E contudo essas percepções eram atos que podiam acontecer com estalar de dedos - menos interessantes porque alguém os havia realizado para mim. Outro leitor - minha babá, provavelmente – tinha explicado as formas, e, agora, cada vez que as páginas revelavam a imagem daquele menino exuberante, eu sabia o que significavam as formas embaixo dele. Havia um prazer nisso, mas cansou. Não havia nenhuma surpresa.
Então, um dia, da janela de um carro (o destino daquela viagem está agora esquecido), vi um cartaz na beira da estrada. A visão não pode ter durado muito; talvez o carro tenha parado por um instante, talvez tenha apenas diminuído a marcha, o suficiente para que eu lesse, grandes, gigantescas, certas formas semelhantes às do meu livro, mas formas que eu nunca vira antes. E, contudo, de repente eu sabia o que eram elas; escutei-as em minha cabeça, elas se metamorfosearam, passando de linhas pretas e espaços brancos a uma realidade sólida, sonora, significante. Eu tinha feito tudo aquilo sozinho. Ninguém realizara a mágica para mim. Eu e as formas estávamos sozinhos juntos, revelando-nos em um diálogo silenciosamente respeitoso. Como conseguia transformar meras linhas em realidade viva, eu era todo-poderoso. Eu podia ler.
Qual a palavra que estava naquele cartaz longínquo, isso eu já não sei (parece que me lembro vagamente de uma palavra com muitos “as”), Mas a impressão de ser capaz de repente, de compreender o que antes só podia fitar é tão vívida hoje como deve ter sido então.
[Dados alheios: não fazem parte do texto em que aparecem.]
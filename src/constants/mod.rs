//! This module contains all the constant values used in the system
mod authorization;
pub use authorization::*;

mod catalog;
pub use catalog::*;

mod validation;
pub use validation::*;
Foi como adquirir um sentido inteiramente novo, de tal forma que as coisas não consistiam mais apenas no que os meus olhos podiam ver, meus ouvidos podiam ouvir, minha língua podia saborear, meu nariz podia cheirar e meus dedos podiam sentir, mas no que o meu corpo todo podia decifrar, traduzir, dar voz a, ler.
Alberto Manguel, "História da leitura"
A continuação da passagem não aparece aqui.